The cost and time to meet the requirements of this SON were at the discretion of the proposer. The proposals had to describe a complete research effort. It is anticipated that the scope of this statement of need is such that a multi-disciplinary team will be required to execute a successful effort. Nonetheless, single investigator efforts may compete successfully. The proposer should have incorporated the appropriate time, schedule, and cost requirements to accomplish the scope of work proposed.
Standard Proposals: These proposals describe a complete research effort. The proposer should incorporate the appropriate time, schedule, and cost requirements to accomplish the scope of work proposed.
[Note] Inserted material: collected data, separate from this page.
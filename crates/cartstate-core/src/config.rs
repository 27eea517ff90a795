//! # Cart Configuration
//!
//! Optional limits applied by the public cart API.
//!
//! ## Configuration Sources
//! ```text
//! ┌─────────────────────────────────────────────────────────────────────────┐
//! │                    Configuration Priority                               │
//! │                                                                         │
//! │  1. Environment Variables (highest priority)                           │
//! │     CARTSTATE_MAX_UNIQUE_ITEMS=100                                     │
//! │     CARTSTATE_MAX_ITEM_QUANTITY=999                                    │
//! │                                                                         │
//! │  2. TOML Config File (path passed to CartConfig::load)                 │
//! │                                                                         │
//! │  3. Default Values (lowest priority)                                   │
//! │     No limits                                                          │
//! └─────────────────────────────────────────────────────────────────────────┘
//! ```
//!
//! ## Configuration File Format
//! ```toml
//! # cart.toml
//! [limits]
//! max_unique_items = 100
//! max_item_quantity = 999
//! ```

use serde::{Deserialize, Serialize};
use std::path::Path;
use tracing::{debug, info, warn};

use crate::error::{CartError, CartResult};

pub const ENV_MAX_UNIQUE_ITEMS: &str = "CARTSTATE_MAX_UNIQUE_ITEMS";
pub const ENV_MAX_ITEM_QUANTITY: &str = "CARTSTATE_MAX_ITEM_QUANTITY";

// =============================================================================
// Limits
// =============================================================================

/// Upper bounds enforced before an action is dispatched.
///
/// `None` means unlimited.
#[derive(Debug, Clone, Copy, Default, PartialEq, Eq, Serialize, Deserialize)]
pub struct LimitSettings {
    /// Maximum number of distinct lines in the cart.
    #[serde(default)]
    pub max_unique_items: Option<usize>,

    /// Maximum quantity of a single line.
    #[serde(default)]
    pub max_item_quantity: Option<i64>,
}

// =============================================================================
// Cart Config
// =============================================================================

/// Complete cart configuration.
#[derive(Debug, Clone, Default, PartialEq, Eq, Serialize, Deserialize)]
pub struct CartConfig {
    #[serde(default)]
    pub limits: LimitSettings,
}

impl CartConfig {
    /// Loads configuration from file, environment, and defaults.
    ///
    /// ## Load Order (later overrides earlier)
    /// 1. Default values
    /// 2. Config file, if `config_path` is given and exists
    /// 3. Environment variables
    pub fn load(config_path: Option<&Path>) -> CartResult<Self> {
        let mut config = Self::default();

        if let Some(path) = config_path {
            if path.exists() {
                info!(?path, "Loading cart config from file");
                let contents = std::fs::read_to_string(path)?;
                config = toml::from_str(&contents)?;
            } else {
                debug!(?path, "Config file not found, using defaults");
            }
        }

        config.apply_env_overrides();
        config.validate()?;

        Ok(config)
    }

    /// Loads configuration, falling back to defaults on any error.
    pub fn load_or_default(config_path: Option<&Path>) -> Self {
        Self::load(config_path).unwrap_or_else(|e| {
            warn!("Failed to load cart config: {}. Using defaults.", e);
            Self::default()
        })
    }

    /// Checks that configured limits are usable.
    pub fn validate(&self) -> CartResult<()> {
        if self.limits.max_unique_items == Some(0) {
            return Err(CartError::Config(
                "max_unique_items must be at least 1".to_string(),
            ));
        }

        if let Some(max) = self.limits.max_item_quantity {
            if max <= 0 {
                return Err(CartError::Config(format!(
                    "max_item_quantity must be positive, got {}",
                    max
                )));
            }
        }

        Ok(())
    }

    /// Applies `CARTSTATE_*` environment variables.
    pub fn apply_env_overrides(&mut self) {
        self.apply_overrides(|key| std::env::var(key).ok());
    }

    fn apply_overrides(&mut self, lookup: impl Fn(&str) -> Option<String>) {
        if let Some(value) = lookup(ENV_MAX_UNIQUE_ITEMS) {
            match value.parse::<usize>() {
                Ok(max) => {
                    debug!(max, "Overriding max unique items from environment");
                    self.limits.max_unique_items = Some(max);
                }
                Err(_) => warn!(value = %value, "Invalid {} in environment", ENV_MAX_UNIQUE_ITEMS),
            }
        }

        if let Some(value) = lookup(ENV_MAX_ITEM_QUANTITY) {
            match value.parse::<i64>() {
                Ok(max) => {
                    debug!(max, "Overriding max item quantity from environment");
                    self.limits.max_item_quantity = Some(max);
                }
                Err(_) => warn!(value = %value, "Invalid {} in environment", ENV_MAX_ITEM_QUANTITY),
            }
        }
    }
}

// =============================================================================
// Unit Tests
// =============================================================================
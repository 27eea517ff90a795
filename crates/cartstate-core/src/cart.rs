//! # Cart
//!
//! The public cart API: validates input, dispatches actions to the reducer,
//! notifies bus subscribers, then calls the caller's hooks.
//!
//! ## Operation Flow
//! ```text
//! ┌─────────────────────────────────────────────────────────────────────────┐
//! │                       Cart Operation Flow                               │
//! │                                                                         │
//! │  cart.add_item(item, 2)                                                 │
//! │       │                                                                 │
//! │       ├── id missing?              → Err(MissingId)                     │
//! │       ├── quantity <= 0?           → Ok(()), nothing happens            │
//! │       ├── new item without price?  → Err(MissingPrice)                  │
//! │       │                                                                 │
//! │       ▼                                                                 │
//! │  dispatch(ADD_ITEM | UPDATE_ITEM)                                       │
//! │       ├── validate_action          → Err(DuplicateItem | limits)        │
//! │       ├── state = reduce(state, action)                                 │
//! │       └── bus.emit(action, state)                                       │
//! │       │                                                                 │
//! │       ▼                                                                 │
//! │  hooks.on_item_add / on_item_update                                     │
//! │                                                                         │
//! │  Any Err is returned before reduce(), so state is unchanged.            │
//! └─────────────────────────────────────────────────────────────────────────┘
//! ```
//!
//! ## Threading
//! Everything runs to completion on the caller's thread. Mutations take
//! `&mut self`. `Cart` is `Send` (hooks and handlers must be too), so
//! callers sharing a cart between threads wrap it in their own lock.

use serde_json::Value;
use tracing::debug;

use crate::action::{Action, ActionEnvelope, ActionKind};
use crate::bus::{CartEvent, EventBus, SubscriptionId, Topic};
use crate::config::CartConfig;
use crate::error::{CartError, CartResult};
use crate::hooks::CartHooks;
use crate::item::{CartItem, Item, ItemPatch, Metadata};
use crate::reducer::reduce;
use crate::state::CartState;
use crate::validation::{validate_action, validate_item_id};

// =============================================================================
// Builder
// =============================================================================

/// Builds a [`Cart`] with config and hooks.
///
/// ## Usage
/// ```rust
/// use cartstate::Cart;
///
/// let cart = Cart::builder()
///     .on_item_add(|item| println!("added {}", item.id))
///     .on_item_remove(|id| println!("removed {}", id))
///     .build();
/// assert!(cart.state().is_empty());
/// ```
#[derive(Debug, Default)]
pub struct CartBuilder {
    config: CartConfig,
    hooks: CartHooks,
}

impl CartBuilder {
    pub fn config(mut self, config: CartConfig) -> Self {
        self.config = config;
        self
    }

    pub fn hooks(mut self, hooks: CartHooks) -> Self {
        self.hooks = hooks;
        self
    }

    pub fn on_item_add(mut self, hook: impl FnMut(&CartItem) + Send + 'static) -> Self {
        self.hooks = self.hooks.on_item_add(hook);
        self
    }

    pub fn on_item_update(mut self, hook: impl FnMut(&str, &ItemPatch) + Send + 'static) -> Self {
        self.hooks = self.hooks.on_item_update(hook);
        self
    }

    pub fn on_item_remove(mut self, hook: impl FnMut(&str) + Send + 'static) -> Self {
        self.hooks = self.hooks.on_item_remove(hook);
        self
    }

    pub fn on_empty_cart(mut self, hook: impl FnMut() + Send + 'static) -> Self {
        self.hooks = self.hooks.on_empty_cart(hook);
        self
    }

    pub fn build(self) -> Cart {
        Cart {
            state: CartState::initial(),
            config: self.config,
            hooks: self.hooks,
            bus: EventBus::new(),
        }
    }
}

// =============================================================================
// Cart
// =============================================================================

/// A long-lived cart.
#[derive(Debug)]
pub struct Cart {
    state: CartState,
    config: CartConfig,
    hooks: CartHooks,
    bus: EventBus,
}

impl Cart {
    /// Creates an empty cart with no limits and no-op hooks.
    pub fn new() -> Self {
        Self::builder().build()
    }

    pub fn builder() -> CartBuilder {
        CartBuilder::default()
    }

    /// The current state snapshot.
    pub fn state(&self) -> &CartState {
        &self.state
    }

    pub fn items(&self) -> &[CartItem] {
        self.state.items()
    }

    pub fn config(&self) -> &CartConfig {
        &self.config
    }

    // -------------------------------------------------------------------------
    // Observers
    // -------------------------------------------------------------------------

    /// Subscribes to committed actions of one kind (or `Topic::All`).
    pub fn subscribe<F>(&mut self, topic: impl Into<Topic>, handler: F) -> SubscriptionId
    where
        F: FnMut(ActionKind, &CartEvent<'_>) + Send + 'static,
    {
        self.bus.on(topic, handler)
    }

    /// Subscribes to every committed action.
    pub fn subscribe_all<F>(&mut self, handler: F) -> SubscriptionId
    where
        F: FnMut(ActionKind, &CartEvent<'_>) + Send + 'static,
    {
        self.bus.on(Topic::All, handler)
    }

    pub fn unsubscribe(&mut self, id: SubscriptionId) -> bool {
        self.bus.off(id)
    }

    // -------------------------------------------------------------------------
    // Dispatch
    // -------------------------------------------------------------------------

    /// Validates and applies an action. Hooks are not called.
    ///
    /// ## Errors
    /// - `DuplicateItem` if the action would repeat an id
    /// - `CartTooLarge` / `QuantityTooLarge` when limits are configured
    pub fn dispatch(&mut self, action: Action) -> CartResult<()> {
        validate_action(&self.state, &action, &self.config.limits)?;
        self.commit(action);
        Ok(())
    }

    /// Decodes and applies a serialized action.
    ///
    /// ## Errors
    /// - `UnsupportedAction` for an unknown `type`
    /// - `InvalidAction` for missing or malformed fields
    /// - anything [`Cart::dispatch`] returns
    pub fn dispatch_envelope(&mut self, envelope: ActionEnvelope) -> CartResult<()> {
        let action = Action::try_from(envelope)?;
        self.dispatch(action)
    }

    /// Like [`Cart::dispatch_envelope`], from raw JSON.
    pub fn dispatch_json(&mut self, value: Value) -> CartResult<()> {
        let action = Action::from_json(value)?;
        self.dispatch(action)
    }

    fn commit(&mut self, action: Action) {
        if self.bus.is_empty() {
            self.state = reduce(&self.state, action);
            return;
        }

        let committed = action.clone();
        self.state = reduce(&self.state, action);
        self.bus.emit(&CartEvent {
            action: &committed,
            state: &self.state,
        });
    }

    // -------------------------------------------------------------------------
    // Items
    // -------------------------------------------------------------------------

    /// Replaces the whole item list.
    pub fn set_items(&mut self, items: Vec<CartItem>) -> CartResult<()> {
        debug!(count = items.len(), "Setting cart items");
        self.dispatch(Action::SetItems(items))
    }

    /// Adds `quantity` of `item`, or increases the quantity of an existing line.
    ///
    /// ## Behavior
    /// - quantity <= 0: nothing happens
    /// - item not in cart: appended (needs a price), add hook fires
    /// - item in cart: quantity becomes existing + `quantity`, the item's
    ///   other fields overwrite the stored ones, update hook fires
    ///
    /// ## Errors
    /// - `MissingId` if `item.id` is empty
    /// - `MissingPrice` if the item is new and has no price
    pub fn add_item(&mut self, item: &Item, quantity: i64) -> CartResult<()> {
        validate_item_id(&item.id)?;

        if quantity <= 0 {
            debug!(id = %item.id, quantity, "Ignoring add with non-positive quantity");
            return Ok(());
        }

        match self.state.item(&item.id).map(|current| current.quantity) {
            None => {
                if item.price.is_none() {
                    return Err(CartError::MissingPrice {
                        id: item.id.clone(),
                    });
                }

                debug!(id = %item.id, quantity, "Adding item to cart");
                let line = item.to_cart_item(quantity);
                self.dispatch(Action::AddItem(line.clone()))?;
                (self.hooks.on_item_add)(&line);
            }
            Some(existing) => {
                let total = existing + quantity;
                debug!(id = %item.id, quantity = total, "Increasing item quantity");
                let patch = item.to_patch(total);
                self.dispatch(Action::UpdateItem {
                    id: item.id.clone(),
                    patch: patch.clone(),
                })?;
                (self.hooks.on_item_update)(&item.id, &patch);
            }
        }

        Ok(())
    }

    /// Removes the line with `id`. An empty id is ignored.
    pub fn remove_item(&mut self, id: &str) {
        if id.is_empty() {
            return;
        }

        debug!(id = %id, "Removing item from cart");
        self.commit(Action::RemoveItem { id: id.to_string() });
        (self.hooks.on_item_remove)(id);
    }

    /// Merges `patch` into the line with `id`.
    ///
    /// An empty id or empty patch is ignored. The update hook receives the
    /// patch as given, not the merged line.
    pub fn update_item(&mut self, id: &str, patch: ItemPatch) -> CartResult<()> {
        if id.is_empty() || patch.is_empty() {
            return Ok(());
        }

        debug!(id = %id, "Updating item");
        self.dispatch(Action::UpdateItem {
            id: id.to_string(),
            patch: patch.clone(),
        })?;
        (self.hooks.on_item_update)(id, &patch);
        Ok(())
    }

    /// Sets the quantity of an existing line. Strict: the line must exist.
    ///
    /// A quantity <= 0 removes the line instead.
    ///
    /// ## Errors
    /// - `ItemNotFound` if no line has `id`
    pub fn update_item_quantity(&mut self, id: &str, quantity: i64) -> CartResult<()> {
        if quantity <= 0 {
            self.remove_item(id);
            return Ok(());
        }

        let current = self
            .state
            .item(id)
            .ok_or_else(|| CartError::ItemNotFound(id.to_string()))?;
        let patch = ItemPatch::from(current).quantity(quantity);

        debug!(id = %id, quantity, "Setting item quantity");
        self.dispatch(Action::UpdateItem {
            id: id.to_string(),
            patch: patch.clone(),
        })?;
        (self.hooks.on_item_update)(id, &patch);
        Ok(())
    }

    /// Sets the quantity of a line, inserting it when absent. Lenient
    /// counterpart of [`Cart::update_item_quantity`].
    ///
    /// ## Behavior
    /// - quantity <= 0: removes the line
    /// - item not in cart: appended with `quantity` (no price check, a
    ///   missing price is stored as zero), add hook fires
    /// - item in cart: only the quantity changes, update hook fires
    ///
    /// ## Errors
    /// - `MissingId` if `item.id` is empty
    pub fn update_item_quantity_or_insert(
        &mut self,
        item: &Item,
        quantity: i64,
    ) -> CartResult<()> {
        validate_item_id(&item.id)?;

        if quantity <= 0 {
            self.remove_item(&item.id);
            return Ok(());
        }

        match self.state.item(&item.id) {
            None => {
                debug!(id = %item.id, quantity, "Inserting item via quantity update");
                let line = item.to_cart_item(quantity);
                self.dispatch(Action::AddItem(line.clone()))?;
                (self.hooks.on_item_add)(&line);
            }
            Some(current) => {
                let patch = ItemPatch::from(current).quantity(quantity);
                debug!(id = %item.id, quantity, "Setting item quantity");
                self.dispatch(Action::UpdateItem {
                    id: item.id.clone(),
                    patch: patch.clone(),
                })?;
                (self.hooks.on_item_update)(&item.id, &patch);
            }
        }

        Ok(())
    }

    /// Resets the cart to its initial state, metadata included.
    pub fn empty_cart(&mut self) {
        debug!(items = self.state.total_unique_items(), "Emptying cart");
        self.commit(Action::EmptyCart);
        (self.hooks.on_empty_cart)();
    }

    // -------------------------------------------------------------------------
    // Reads
    // -------------------------------------------------------------------------

    pub fn get_item(&self, id: &str) -> Option<&CartItem> {
        self.state.item(id)
    }

    /// Quantity of the line with `id`, or 0 when absent.
    pub fn get_item_quantity(&self, id: &str) -> i64 {
        self.get_item(id).map_or(0, |item| item.quantity)
    }

    pub fn in_cart(&self, id: &str) -> bool {
        self.get_item(id).is_some()
    }

    /// Total quantity of lines whose `specs` field contains `spec`.
    ///
    /// Lines without a `specs` array do not count.
    pub fn get_spec_quantity(&self, spec: &Value) -> i64 {
        self.state
            .items()
            .iter()
            .filter(|item| item.has_spec(spec))
            .map(|item| item.quantity)
            .sum()
    }

    // -------------------------------------------------------------------------
    // Metadata
    // -------------------------------------------------------------------------

    /// Replaces cart metadata. An empty map is ignored.
    pub fn set_cart_metadata(&mut self, metadata: Metadata) {
        if metadata.is_empty() {
            return;
        }
        debug!(keys = metadata.len(), "Setting cart metadata");
        self.commit(Action::SetCartMeta(metadata));
    }

    /// Shallow-merges into cart metadata. An empty map is ignored.
    pub fn update_cart_metadata(&mut self, metadata: Metadata) {
        if metadata.is_empty() {
            return;
        }
        debug!(keys = metadata.len(), "Updating cart metadata");
        self.commit(Action::UpdateCartMeta(metadata));
    }

    pub fn clear_cart_metadata(&mut self) {
        debug!("Clearing cart metadata");
        self.commit(Action::ClearCartMeta);
    }
}

impl Default for Cart {
    fn default() -> Self {
        Self::new()
    }
}

// =============================================================================
// Unit Tests
// =============================================================================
SERDP projects normally run from two to four years in length and vary considerably in cost consistent with the scope of the effort but must not exceed $900,000 per year. Preference will be given to proposals that efficiently address and the research objective. Project budgets vary but must remain consistent with the scope of the effort.
Limited Scope Proposals: Proposers with innovative approaches to the SON that entail high technical risk or have minimal supporting data may submit a Limited Scope Proposal for funding for an amount not to exceed $125,000 per year for a period not to exceed two years. Such proposals may be eligible for follow-on funding if they result in a successful initial project. The objective of these proposals should be to acquire the data necessary to demonstrate proof-of-concept or reduction of risk that will lead to development of a future Standard Proposal. Proposers should submit Limited Scope Proposals in accordance with the SERDP Core Solicitation instructions and deadlines.